Farfetched it is, but the formation of a Senate could be the key to liberating MPs from the focus on religious rights and allow them to look to more important national issues such as fixing chronic electricity cuts, water shortages and aging infrastructure.

A Senate based on sectarian allocation could allow for a more secular Parliament to emerge that would actually be able to roll up their sleeves and fix the country’s many woes without worrying about religious matters.

However, if this proposed moving of three Maronite seats goes ahead it reinforces the idea that the country is returning to the “Orthodox Law” proposal that calls for each sect to elect its own representatives. The proposal’s support has waxed and waned but could again be on the rise.

In that case, it would be clear to the nation’s voters and all Lebanese nationals that the political class has given up hope of true coexistence and is instead building a federal state.

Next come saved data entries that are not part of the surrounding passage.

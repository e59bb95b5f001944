use crate::compression::SegmentCompressor;
use crate::crypto::{random_salt, KeySchedule, SegmentCipher};
use crate::error::{LinaError, Result};
use crate::extract::read_entries;
use crate::format::{
    CipherAlgo, CompressionAlgo, Profile, Prologue, RootHeader, DEFAULT_SEGMENT_SIZE,
    MAX_SEGMENT_SIZE, MIN_SEGMENT_SIZE, ROOT_BLOCK_SIZE, SEGMENT_HEADER_SIZE,
};
use crate::keys::{PrivateKey, SymmetricKey, SIGNATURE_LEN};
use indicatif::ProgressBar;
use sha2::{Digest, Sha256};
use std::fs::File;
use std::io::{self, BufReader, Cursor, Read, Seek, SeekFrom, Write};
use std::path::Path;
use tracing::{debug, trace};

pub const DEFAULT_LEVEL: i32 = 6;

#[derive(Debug, Clone, Copy)]
pub struct SealOptions {
    pub profile: Profile,
    pub cipher: CipherAlgo,
    pub level: i32,
    pub segment_size: u32,
}

impl Default for SealOptions {
    fn default() -> Self {
        Self {
            profile: Profile::Signed,
            cipher: CipherAlgo::ChaCha20Poly1305,
            level: DEFAULT_LEVEL,
            segment_size: DEFAULT_SEGMENT_SIZE,
        }
    }
}

impl SealOptions {
    fn segment_cipher(&self) -> Result<CipherAlgo> {
        match (self.profile.is_encrypted(), self.cipher) {
            (false, _) => Ok(CipherAlgo::HmacSha256),
            (true, CipherAlgo::HmacSha256) => Err(LinaError::InvalidFormat(format!(
                "profile {} needs an AEAD cipher",
                self.profile.id()
            ))),
            (true, aead) => Ok(aead),
        }
    }

    fn validate(&self) -> Result<()> {
        if !(MIN_SEGMENT_SIZE..=MAX_SEGMENT_SIZE).contains(&self.segment_size) {
            return Err(LinaError::InvalidFormat(format!(
                "segment size must be between {MIN_SEGMENT_SIZE} and {MAX_SEGMENT_SIZE} bytes"
            )));
        }
        if !(crate::compression::MIN_LEVEL..=crate::compression::MAX_LEVEL).contains(&self.level) {
            return Err(LinaError::InvalidFormat(format!(
                "compression level out of range: {}",
                self.level
            )));
        }
        Ok(())
    }
}

#[derive(Default, Clone, Copy)]
pub struct SealKeys<'a> {
    pub signing: Option<&'a PrivateKey>,
    pub symmetric: Option<&'a SymmetricKey>,
}

#[derive(Debug, Clone, Copy, PartialEq, Eq)]
pub struct SealSummary {
    pub raw_size: u64,
    pub segment_count: u32,
    pub container_size: u64,
}

// The root block is filled in after the last segment, hence `Seek`.
pub fn seal<R: Read, W: Write + Seek>(
    mut reader: R,
    writer: &mut W,
    auth_data: &[u8],
    keys: &SealKeys<'_>,
    options: &SealOptions,
    pb: Option<&ProgressBar>,
) -> Result<SealSummary> {
    options.validate()?;
    let profile = options.profile;
    let cipher_algo = options.segment_cipher()?;
    let signer = if profile.is_signed() {
        Some(keys.signing.ok_or_else(|| {
            LinaError::InvalidFormat(format!("profile {} requires a private key", profile.id()))
        })?)
    } else {
        None
    };

    let prologue = Prologue::new(profile, auth_data.to_vec())?.to_bytes();
    let salt = random_salt()?;
    let schedule = KeySchedule::derive(
        profile,
        &salt,
        keys.symmetric,
        signer.map(PrivateKey::public_key),
    )?;
    let mut cipher = SegmentCipher::new(cipher_algo, &schedule)?;
    let mut compressor = if options.level == 0 {
        None
    } else {
        Some(SegmentCompressor::new(options.level)?)
    };
    debug!(
        profile = profile.name(),
        cipher = cipher_algo.name(),
        level = options.level,
        segment_size = options.segment_size,
        "sealing container"
    );

    let start = writer.stream_position()?;
    writer.write_all(&prologue)?;
    let root_block_pos = writer.stream_position()?;
    writer.write_all(&[0u8; ROOT_BLOCK_SIZE])?;

    let mut buf = vec![0u8; options.segment_size as usize];
    let mut tags = Sha256::new();
    let mut raw_size = 0u64;
    let mut segment_count = 0u32;
    loop {
        let n = read_full(&mut reader, &mut buf)?;
        if n == 0 {
            break;
        }
        let raw = &buf[..n];
        let mut stored = match compressor.as_mut() {
            Some(c) => c.compress(raw)?.unwrap_or_else(|| raw.to_vec()),
            None => raw.to_vec(),
        };
        let mut header = [0u8; SEGMENT_HEADER_SIZE];
        header[0..4].copy_from_slice(&(stored.len() as u32).to_le_bytes());
        header[4..8].copy_from_slice(&(n as u32).to_le_bytes());
        let tag = cipher.seal(&header, &mut stored)?;
        writer.write_all(&header)?;
        writer.write_all(&stored)?;
        writer.write_all(&tag)?;
        tags.update(&tag);
        trace!(index = segment_count, raw = n, stored = stored.len(), "sealed segment");

        segment_count = segment_count
            .checked_add(1)
            .ok_or_else(|| LinaError::InvalidFormat("too many segments".into()))?;
        raw_size += n as u64;
        if let Some(pb) = pb {
            pb.inc(n as u64);
        }
        if n < buf.len() {
            break;
        }
    }
    if segment_count == 0 {
        return Err(LinaError::InvalidArchive("archive is empty".into()));
    }

    let root = RootHeader {
        raw_size,
        segment_size: options.segment_size,
        segment_count,
        compression: if compressor.is_some() {
            CompressionAlgo::Zstd
        } else {
            CompressionAlgo::None
        },
        cipher: cipher_algo,
    }
    .to_bytes();
    let digest = tags.finalize();
    let root_mac = schedule.root_mac(&[&prologue[..], &salt[..], &root[..], &digest[..]])?;
    let signature = match signer {
        Some(key) => {
            let message = [&prologue[..], &salt[..], &root[..], &digest[..], &root_mac[..]].concat();
            key.sign(&message)?
        }
        None => [0u8; SIGNATURE_LEN],
    };

    let end = writer.stream_position()?;
    writer.seek(SeekFrom::Start(root_block_pos))?;
    writer.write_all(&signature)?;
    writer.write_all(&root_mac)?;
    writer.write_all(&salt)?;
    writer.write_all(&root)?;
    writer.seek(SeekFrom::Start(end))?;
    writer.flush()?;

    debug!(raw_size, segment_count, bytes = end - start, "container sealed");
    Ok(SealSummary {
        raw_size,
        segment_count,
        container_size: end - start,
    })
}

// Key length is checked before the archive is touched.
pub fn create_aea_from_aar(aar_path: &Path, private_key: &[u8], auth_data: &[u8]) -> Result<Vec<u8>> {
    let key = PrivateKey::from_x963(private_key)?;
    let keys = SealKeys {
        signing: Some(&key),
        symmetric: None,
    };
    let mut out = Cursor::new(Vec::new());
    seal_aar_file(aar_path, &mut out, auth_data, &keys, &SealOptions::default(), None)?;
    Ok(out.into_inner())
}

pub fn seal_aar_file<W: Write + Seek>(
    aar_path: &Path,
    writer: &mut W,
    auth_data: &[u8],
    keys: &SealKeys<'_>,
    options: &SealOptions,
    pb: Option<&ProgressBar>,
) -> Result<SealSummary> {
    let mut file = File::open(aar_path).map_err(|e| LinaError::read_failed(aar_path, e))?;
    let entries = read_entries(BufReader::new(&mut file)).map_err(|err| match err {
        LinaError::InvalidArchive(msg) => LinaError::InvalidArchive(msg),
        LinaError::Io(io_err) => LinaError::read_failed(aar_path, io_err),
        other => LinaError::InvalidArchive(other.to_string()),
    })?;
    debug!(path = %aar_path.display(), entries = entries.len(), "validated plain archive");
    file.seek(SeekFrom::Start(0))?;
    seal(BufReader::new(file), writer, auth_data, keys, options, pb)
}

pub(crate) fn read_full<R: Read>(reader: &mut R, buf: &mut [u8]) -> io::Result<usize> {
    let mut filled = 0;
    while filled < buf.len() {
        match reader.read(&mut buf[filled..]) {
            Ok(0) => break,
            Ok(n) => filled += n,
            Err(err) if err.kind() == io::ErrorKind::Interrupted => {}
            Err(err) => return Err(err),
        }
    }
    Ok(filled)
}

These concerns are not meant to attack the LF-FPM alliance, as many have been doing since the first day of its formation. It is meant to ring a bell that the voters and the Lebanese people are not (for the most part) fully blind to gerrymandering.

The sad truth of the whole debate for many Lebanese is that, in the year 2017, the political parties are still discussing whether or not you can run for office or vote for your choice of candidate in national elections based on whether you make the sign of the Cross or recite Quranic verses. – The Daily Star

Statistics taken from International Foundation for Electoral Systems and the Lebanese Interior Ministry results of 2009 Parliamentary elections.